Migrating Java-Based Apo-Games into a Composition-Based Software Product Line
Jamel Debbiche, Oskar Lignell, Jacob Krüger and Thorsten Berger
SPLC 2019 Solution
A software product line enables an organization to systematically reuse software features that allow to derive customized variants from a common platform, promising reduced development and maintenance costs. In practice, however, most organizations start to clone existing systems and only extract a software product line from such clones when the maintenance and coordination costs increase. Despite the importance of extractive software-product-line adoption, we still have only limited knowledge on what practices work best and miss datasets for evaluating automated techniques. To improve this situation, we performed an extractive adoption of the Apo-Games, resulting in a systematic analysis of five Java games and the migration of three games into a composition-based software product line. In this paper, we report our analysis and migration process, discuss our lessons learned, and contribute a feature model as well as the implementation of the extracted software product line. Overall, the results help to gain a better understanding of problems that can appear during such migrations, indicating research opportunities and hints for practitioners. Moreover, our artifacts can serve as dataset to test automated techniques and developers may improve or extent them in the future.
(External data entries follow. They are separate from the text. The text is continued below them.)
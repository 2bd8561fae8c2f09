//! The four generative operations and their typed request/response records.
//!
//! Wire names are camelCase so the JSON exchanged with callers and with the
//! model matches the declared shapes field for field.

use std::fmt;

use serde::{Deserialize, Serialize};

/// Discriminant for the generative operations the pipeline exposes.
#[derive(Debug, Clone, Copy, PartialEq, Eq, Hash, Serialize, Deserialize)]
#[serde(rename_all = "kebab-case")]
pub enum OperationKind {
    TranslateTerm,
    SuggestTreatment,
    PredictProgression,
    IdentifyInteractions,
}

impl OperationKind {
    /// Every operation, in menu order.
    pub const ALL: [OperationKind; 4] = [
        OperationKind::TranslateTerm,
        OperationKind::SuggestTreatment,
        OperationKind::PredictProgression,
        OperationKind::IdentifyInteractions,
    ];

    /// Stable kebab-case name used in logs, schema ids and capabilities.
    pub fn as_str(&self) -> &'static str {
        match self {
            OperationKind::TranslateTerm => "translate-term",
            OperationKind::SuggestTreatment => "suggest-treatment",
            OperationKind::PredictProgression => "predict-progression",
            OperationKind::IdentifyInteractions => "identify-interactions",
        }
    }

    /// The capability a caller must hold to run this operation.
    pub fn capability(&self) -> String {
        format!("ai:{}", self.as_str())
    }
}

impl fmt::Display for OperationKind {
    fn fmt(&self, f: &mut fmt::Formatter<'_>) -> fmt::Result {
        f.write_str(self.as_str())
    }
}

// ── translate-term ───────────────────────────────────────────────────────────

#[derive(Debug, Clone, PartialEq, Eq, Serialize, Deserialize)]
#[serde(rename_all = "camelCase")]
pub struct TranslateTermInput {
    pub ayush_term: String,
    #[serde(default, skip_serializing_if = "Option::is_none")]
    pub context: Option<String>,
}

#[derive(Debug, Clone, PartialEq, Eq, Serialize, Deserialize)]
#[serde(rename_all = "camelCase")]
pub struct TranslateTermOutput {
    pub standardized_codes: Vec<String>,
    pub reasoning: String,
}

// ── suggest-treatment ────────────────────────────────────────────────────────

#[derive(Debug, Clone, PartialEq, Eq, Serialize, Deserialize)]
#[serde(rename_all = "camelCase")]
pub struct SuggestTreatmentInput {
    pub allopathic_record: String,
    pub ayush_record: String,
}

#[derive(Debug, Clone, PartialEq, Eq, Serialize, Deserialize)]
#[serde(rename_all = "camelCase")]
pub struct SuggestTreatmentOutput {
    pub treatment_suggestions: String,
}

// ── predict-progression ──────────────────────────────────────────────────────

#[derive(Debug, Clone, PartialEq, Eq, Serialize, Deserialize)]
#[serde(rename_all = "camelCase")]
pub struct PredictProgressionInput {
    pub allopathic_data: String,
    pub ayush_data: String,
}

#[derive(Debug, Clone, PartialEq, Eq, Serialize, Deserialize)]
#[serde(rename_all = "camelCase")]
pub struct PredictProgressionOutput {
    pub disease_progression_prediction: String,
    pub potential_health_risks: String,
}

// ── identify-interactions ────────────────────────────────────────────────────

#[derive(Debug, Clone, PartialEq, Eq, Serialize, Deserialize)]
#[serde(rename_all = "camelCase")]
pub struct IdentifyInteractionsInput {
    pub ayush_medications: String,
    pub allopathic_medications: String,
    pub patient_details: String,
}

#[derive(Debug, Clone, PartialEq, Eq, Serialize, Deserialize)]
#[serde(rename_all = "camelCase")]
pub struct IdentifyInteractionsOutput {
    pub interactions: Vec<String>,
    pub summary: String,
}

// ── Tagged output ────────────────────────────────────────────────────────────

/// A completed operation's output, tagged by operation.
///
/// Renderers match on this exhaustively instead of probing an untyped blob.
#[derive(Debug, Clone, PartialEq, Eq, Serialize, Deserialize)]
#[serde(tag = "operation", content = "output", rename_all = "kebab-case")]
pub enum OperationOutput {
    TranslateTerm(TranslateTermOutput),
    SuggestTreatment(SuggestTreatmentOutput),
    PredictProgression(PredictProgressionOutput),
    IdentifyInteractions(IdentifyInteractionsOutput),
}

impl OperationOutput {
    pub fn kind(&self) -> OperationKind {
        match self {
            OperationOutput::TranslateTerm(_) => OperationKind::TranslateTerm,
            OperationOutput::SuggestTreatment(_) => OperationKind::SuggestTreatment,
            OperationOutput::PredictProgression(_) => OperationKind::PredictProgression,
            OperationOutput::IdentifyInteractions(_) => OperationKind::IdentifyInteractions,
        }
    }
}

impl From<TranslateTermOutput> for OperationOutput {
    fn from(output: TranslateTermOutput) -> Self {
        OperationOutput::TranslateTerm(output)
    }
}

impl From<SuggestTreatmentOutput> for OperationOutput {
    fn from(output: SuggestTreatmentOutput) -> Self {
        OperationOutput::SuggestTreatment(output)
    }
}

impl From<PredictProgressionOutput> for OperationOutput {
    fn from(output: PredictProgressionOutput) -> Self {
        OperationOutput::PredictProgression(output)
    }
}

impl From<IdentifyInteractionsOutput> for OperationOutput {
    fn from(output: IdentifyInteractionsOutput) -> Self {
        OperationOutput::IdentifyInteractions(output)
    }
}
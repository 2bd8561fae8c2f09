//! In-process transport that replays scripted answers.
//!
//! Used by tests to drive the pipeline deterministically and by the demo's
//! offline mode. Every request is recorded so callers can assert what
//! reached the model and how many times.

use std::collections::{HashMap, VecDeque};
use std::sync::{Arc, Mutex};

use async_trait::async_trait;
use serde_json::json;
use tracing::debug;

use vaidya_contracts::{
    error::{VaidyaError, VaidyaResult},
    invocation::{ModelRequest, ModelResponse},
    operation::OperationKind,
};
use vaidya_core::traits::ModelTransport;

#[derive(Default)]
struct Script {
    queued: VecDeque<VaidyaResult<ModelResponse>>,
    standing: Option<VaidyaResult<ModelResponse>>,
}

/// A transport answering from per-operation scripts.
///
/// For each operation, queued results are returned first in order; after
/// that the standing result (if any) is returned for every call. An
/// operation with nothing scripted fails with a non-retryable
/// `TransportFailure`.
#[derive(Default)]
pub struct ScriptedTransport {
    scripts: Mutex<HashMap<OperationKind, Script>>,
    requests: Arc<Mutex<Vec<ModelRequest>>>,
}

impl ScriptedTransport {
    pub fn new() -> Self {
        Self::default()
    }

    /// Answer every call to `operation` with `response`.
    pub fn respond(self, operation: OperationKind, response: ModelResponse) -> Self {
        self.standing(operation, Ok(response))
    }

    /// Fail every call to `operation` with `error`.
    pub fn fail(self, operation: OperationKind, error: VaidyaError) -> Self {
        self.standing(operation, Err(error))
    }

    /// Queue a one-shot result for the next call to `operation`.
    pub fn then(self, operation: OperationKind, result: VaidyaResult<ModelResponse>) -> Self {
        if let Ok(mut scripts) = self.scripts.lock() {
            scripts.entry(operation).or_default().queued.push_back(result);
        }
        self
    }

    fn standing(self, operation: OperationKind, result: VaidyaResult<ModelResponse>) -> Self {
        if let Ok(mut scripts) = self.scripts.lock() {
            scripts.entry(operation).or_default().standing = Some(result);
        }
        self
    }

    /// Shared handle to the recorded requests.
    pub fn request_log(&self) -> Arc<Mutex<Vec<ModelRequest>>> {
        self.requests.clone()
    }

    /// Canned, plausible answers for all four operations.
    pub fn offline() -> Self {
        Self::new()
            .respond(
                OperationKind::TranslateTerm,
                ModelResponse::Structured(json!({
                    "standardizedCodes": ["SM2Z", "DA93.Z"],
                    "reasoning": "Offline answer: the term describes impaired digestive fire, which maps most closely to functional dyspepsia in ICD-11 and to the TM2 digestive disorder pattern. Verify with a clinician before use."
                })),
            )
            .respond(
                OperationKind::SuggestTreatment,
                ModelResponse::Structured(json!({
                    "treatmentSuggestions": "Offline answer: continue current allopathic medication as prescribed. Triphala at bedtime may ease digestive complaints; monitor blood sugar when adding herbal preparations. Review with the treating physician."
                })),
            )
            .respond(
                OperationKind::PredictProgression,
                ModelResponse::Structured(json!({
                    "diseaseProgressionPrediction": "Offline answer: with adherence to current treatment the conditions are expected to remain stable over the next 12 months.",
                    "potentialHealthRisks": "Offline answer: cardiovascular risk from combined hypertension and diabetes; digestive symptoms may affect medication absorption."
                })),
            )
            .respond(
                OperationKind::IdentifyInteractions,
                ModelResponse::Structured(json!({
                    "interactions": [
                        "Offline answer: Triphala may add to the glucose-lowering effect of Metformin."
                    ],
                    "summary": "Offline answer: one potential interaction found; monitor blood glucose."
                })),
            )
    }
}

#[async_trait]
impl ModelTransport for ScriptedTransport {
    async fn dispatch(&self, request: &ModelRequest) -> VaidyaResult<ModelResponse> {
        debug!(
            invocation_id = %request.invocation_id,
            operation = %request.operation,
            "scripted dispatch"
        );

        self.requests
            .lock()
            .map_err(|_| poisoned())?
            .push(request.clone());

        let mut scripts = self.scripts.lock().map_err(|_| poisoned())?;
        let script = scripts.get_mut(&request.operation);
        let result = script.and_then(|s| s.queued.pop_front().or_else(|| s.standing.clone()));

        result.unwrap_or_else(|| {
            Err(VaidyaError::TransportFailure {
                reason: format!("no scripted response for {}", request.operation),
                retryable: false,
            })
        })
    }
}

fn poisoned() -> VaidyaError {
    VaidyaError::TransportFailure {
        reason: "scripted transport lock poisoned".to_string(),
        retryable: false,
    }
}
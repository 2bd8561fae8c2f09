//! Caller identity and capability types.
//!
//! A facade action only runs for a caller holding an `AuthContext`, and only
//! if that context carries the operation's capability. Contexts are produced
//! by a credential check at the edge and passed explicitly to every action.

use std::collections::HashSet;

use chrono::{DateTime, Utc};
use serde::{Deserialize, Serialize};

/// Capability that allows reading the code-translation history.
pub const HISTORY_READ: &str = "history:read";
/// Capability that allows adding to or archiving the code-translation history.
pub const HISTORY_WRITE: &str = "history:write";

/// An opaque capability token, e.g. "ai:translate-term" or "history:write".
#[derive(Debug, Clone, PartialEq, Eq, Hash, Serialize, Deserialize)]
pub struct Capability(pub String);

impl Capability {
    /// Construct a capability from any string-like value.
    pub fn new(name: impl Into<String>) -> Self {
        Self(name.into())
    }
}

/// The set of capabilities granted to a caller.
#[derive(Debug, Clone, Default)]
pub struct CapabilitySet {
    inner: HashSet<Capability>,
}

impl CapabilitySet {
    /// Grant a capability to this set.
    pub fn grant(&mut self, capability: Capability) {
        self.inner.insert(capability);
    }

    /// Return true if the set contains the given capability.
    pub fn has(&self, capability: &Capability) -> bool {
        self.inner.contains(capability)
    }

    /// Return an iterator over all granted capabilities.
    pub fn all(&self) -> impl Iterator<Item = &Capability> {
        self.inner.iter()
    }
}

impl<S: Into<String>> FromIterator<S> for CapabilitySet {
    fn from_iter<I: IntoIterator<Item = S>>(iter: I) -> Self {
        let mut set = CapabilitySet::default();
        for name in iter {
            set.grant(Capability::new(name));
        }
        set
    }
}

/// Who is calling.
#[derive(Debug, Clone, PartialEq, Eq, Serialize, Deserialize)]
pub struct Principal {
    pub email: String,
    pub name: String,
}

/// Login credentials presented at the edge.
#[derive(Debug, Clone, Serialize, Deserialize)]
pub struct Credentials {
    pub email: String,
    pub password: String,
}

/// An authenticated caller plus what it may do.
#[derive(Debug, Clone)]
pub struct AuthContext {
    pub principal: Principal,
    pub capabilities: CapabilitySet,
    pub authenticated_at: DateTime<Utc>,
}

impl AuthContext {
    pub fn new(principal: Principal, capabilities: CapabilitySet) -> Self {
        Self {
            principal,
            capabilities,
            authenticated_at: Utc::now(),
        }
    }

    /// Return true if this caller holds the capability named `name`.
    pub fn can(&self, name: &str) -> bool {
        self.capabilities.has(&Capability::new(name))
    }
}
Migrating the Android Apo-Games into an Annotation-Based Software Product Line
Jonas Åkesson, Sebastian Nilsson, Jacob Krüger and Thorsten Berger
SPLC 2019 Solution
Most organizations start to reuse software by cloning complete systems and adapting them to new customer requirements. However, with an increasing number of cloned systems, the problems of this approach become severe, due to synchronization efforts. In such cases, organizations often decide to extract a software product line, which promises to reduce development and maintenance costs. While this scenario is common in practice, the research community is still missing knowledge about best practices and needs datasets to evaluate supportive techniques. In this paper, we report our experiences with extracting a preprocessor-based software product line from five cloned Android games of the Apo-Games challenge. Besides the process we employed, we also discuss lessons learned and contribute corresponding artifacts, namely a feature model and source code. The insights into the processes help researchers and practitioners to improve their understanding of extractive softwareproduct-line adoption. Our artifacts can serve as a valuable dataset for evaluations and can be extended in the future to support researchers as a real-world baseline.